**What you need to do:** Take every line of the material below that includes the string "Some" and copy it out.

**Data for review:**
_ _ _ _ _

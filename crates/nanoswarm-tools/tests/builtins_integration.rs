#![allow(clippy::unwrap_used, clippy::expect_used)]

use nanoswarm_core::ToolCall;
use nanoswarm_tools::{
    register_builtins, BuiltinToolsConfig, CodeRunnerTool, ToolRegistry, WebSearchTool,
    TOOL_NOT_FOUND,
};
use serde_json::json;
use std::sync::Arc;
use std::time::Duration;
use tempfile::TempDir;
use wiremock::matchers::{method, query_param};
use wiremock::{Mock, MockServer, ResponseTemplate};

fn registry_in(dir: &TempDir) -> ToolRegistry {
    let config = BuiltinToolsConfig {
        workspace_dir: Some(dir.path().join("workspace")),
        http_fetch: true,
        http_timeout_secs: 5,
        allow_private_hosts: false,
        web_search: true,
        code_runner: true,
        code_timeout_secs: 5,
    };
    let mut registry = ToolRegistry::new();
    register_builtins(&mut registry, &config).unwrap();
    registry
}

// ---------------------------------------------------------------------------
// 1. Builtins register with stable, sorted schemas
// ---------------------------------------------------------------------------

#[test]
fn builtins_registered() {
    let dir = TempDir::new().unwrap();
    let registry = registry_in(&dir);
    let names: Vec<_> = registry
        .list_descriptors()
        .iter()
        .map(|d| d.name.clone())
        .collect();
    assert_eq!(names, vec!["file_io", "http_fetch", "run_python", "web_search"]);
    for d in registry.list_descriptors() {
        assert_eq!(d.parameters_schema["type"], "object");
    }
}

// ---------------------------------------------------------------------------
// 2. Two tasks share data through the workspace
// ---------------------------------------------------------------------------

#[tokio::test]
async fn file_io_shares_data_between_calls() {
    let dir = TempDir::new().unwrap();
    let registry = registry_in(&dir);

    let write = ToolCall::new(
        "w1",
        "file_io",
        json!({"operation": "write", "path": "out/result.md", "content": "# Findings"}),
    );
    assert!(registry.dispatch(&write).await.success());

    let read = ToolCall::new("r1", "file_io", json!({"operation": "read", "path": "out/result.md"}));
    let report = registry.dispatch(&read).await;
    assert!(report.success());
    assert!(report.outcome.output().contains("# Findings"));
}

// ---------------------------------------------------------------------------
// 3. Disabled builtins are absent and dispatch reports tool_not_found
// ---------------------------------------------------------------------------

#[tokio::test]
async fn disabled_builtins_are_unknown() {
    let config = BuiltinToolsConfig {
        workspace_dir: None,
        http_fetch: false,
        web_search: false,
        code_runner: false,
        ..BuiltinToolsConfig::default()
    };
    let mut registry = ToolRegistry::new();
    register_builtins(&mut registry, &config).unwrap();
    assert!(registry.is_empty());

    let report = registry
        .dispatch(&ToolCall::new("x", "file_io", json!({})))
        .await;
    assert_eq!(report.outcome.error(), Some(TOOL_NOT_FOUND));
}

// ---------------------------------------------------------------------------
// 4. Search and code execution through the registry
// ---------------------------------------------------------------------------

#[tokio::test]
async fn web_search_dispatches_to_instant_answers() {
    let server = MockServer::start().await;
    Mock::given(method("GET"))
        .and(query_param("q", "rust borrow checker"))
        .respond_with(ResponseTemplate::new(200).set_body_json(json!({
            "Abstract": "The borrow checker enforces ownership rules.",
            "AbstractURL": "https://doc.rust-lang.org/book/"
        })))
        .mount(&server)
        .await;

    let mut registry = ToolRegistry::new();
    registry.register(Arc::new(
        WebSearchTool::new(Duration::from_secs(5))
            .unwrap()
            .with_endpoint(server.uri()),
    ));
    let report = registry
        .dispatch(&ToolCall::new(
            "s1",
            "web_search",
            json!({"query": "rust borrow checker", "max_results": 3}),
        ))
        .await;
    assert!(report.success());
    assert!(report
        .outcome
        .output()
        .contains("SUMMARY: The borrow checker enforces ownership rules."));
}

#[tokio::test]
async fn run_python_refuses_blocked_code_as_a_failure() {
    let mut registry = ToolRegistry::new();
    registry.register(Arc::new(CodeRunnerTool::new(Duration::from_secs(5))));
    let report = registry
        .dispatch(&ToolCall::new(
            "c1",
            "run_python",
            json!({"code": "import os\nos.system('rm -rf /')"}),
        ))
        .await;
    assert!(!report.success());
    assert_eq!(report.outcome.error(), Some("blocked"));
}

_ _ _ _ _

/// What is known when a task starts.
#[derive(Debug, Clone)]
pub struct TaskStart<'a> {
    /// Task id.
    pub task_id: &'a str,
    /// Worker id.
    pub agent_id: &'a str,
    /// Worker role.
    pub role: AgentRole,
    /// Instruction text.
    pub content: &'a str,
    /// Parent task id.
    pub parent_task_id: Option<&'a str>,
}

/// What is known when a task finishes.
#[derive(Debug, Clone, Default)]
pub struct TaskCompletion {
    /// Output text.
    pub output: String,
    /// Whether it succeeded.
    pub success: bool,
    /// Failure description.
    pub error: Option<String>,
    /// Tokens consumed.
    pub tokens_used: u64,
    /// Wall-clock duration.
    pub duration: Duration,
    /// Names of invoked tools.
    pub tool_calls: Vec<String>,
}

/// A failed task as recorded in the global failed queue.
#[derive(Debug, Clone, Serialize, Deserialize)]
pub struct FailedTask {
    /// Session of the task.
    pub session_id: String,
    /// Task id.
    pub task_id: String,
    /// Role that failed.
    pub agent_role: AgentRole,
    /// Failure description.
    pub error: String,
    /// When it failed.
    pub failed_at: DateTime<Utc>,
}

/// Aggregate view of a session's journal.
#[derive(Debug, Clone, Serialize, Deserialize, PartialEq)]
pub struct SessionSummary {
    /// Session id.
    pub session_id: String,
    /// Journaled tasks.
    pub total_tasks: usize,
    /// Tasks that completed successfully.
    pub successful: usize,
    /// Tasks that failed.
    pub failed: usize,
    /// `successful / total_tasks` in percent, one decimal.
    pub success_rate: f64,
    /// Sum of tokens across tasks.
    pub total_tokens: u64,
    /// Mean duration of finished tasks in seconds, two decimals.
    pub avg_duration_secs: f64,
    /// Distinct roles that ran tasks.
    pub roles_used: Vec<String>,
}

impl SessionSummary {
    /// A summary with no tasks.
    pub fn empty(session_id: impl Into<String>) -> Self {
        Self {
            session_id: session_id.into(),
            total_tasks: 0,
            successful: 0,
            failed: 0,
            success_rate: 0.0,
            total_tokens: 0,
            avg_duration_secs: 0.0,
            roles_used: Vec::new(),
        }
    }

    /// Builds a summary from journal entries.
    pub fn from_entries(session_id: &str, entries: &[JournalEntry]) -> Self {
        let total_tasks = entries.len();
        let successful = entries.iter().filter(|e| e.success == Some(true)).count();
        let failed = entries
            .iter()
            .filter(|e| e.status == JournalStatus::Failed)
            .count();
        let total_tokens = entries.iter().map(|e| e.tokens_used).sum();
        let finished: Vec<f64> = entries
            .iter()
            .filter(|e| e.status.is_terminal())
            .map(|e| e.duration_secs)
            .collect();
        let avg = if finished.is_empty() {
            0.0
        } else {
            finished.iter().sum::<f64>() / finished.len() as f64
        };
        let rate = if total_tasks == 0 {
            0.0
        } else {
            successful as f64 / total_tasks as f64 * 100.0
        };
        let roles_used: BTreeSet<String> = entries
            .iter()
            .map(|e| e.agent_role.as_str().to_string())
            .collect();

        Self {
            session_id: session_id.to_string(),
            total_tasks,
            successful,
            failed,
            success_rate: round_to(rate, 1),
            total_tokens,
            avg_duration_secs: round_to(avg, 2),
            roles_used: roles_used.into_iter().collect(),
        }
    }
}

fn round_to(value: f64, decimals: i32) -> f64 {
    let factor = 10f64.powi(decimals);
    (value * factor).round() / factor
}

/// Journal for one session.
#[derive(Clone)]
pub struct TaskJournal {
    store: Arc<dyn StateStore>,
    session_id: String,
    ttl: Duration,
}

_ _ _ _ _

**Response:**
        workspace_dir: Some(dir.path().join("workspace")),
    assert_eq!(report.outcome.error(), Some(TOOL_NOT_FOUND));
    assert_eq!(report.outcome.error(), Some("blocked"));
        let successful = entries.iter().filter(|e| e.success == Some(true)).count();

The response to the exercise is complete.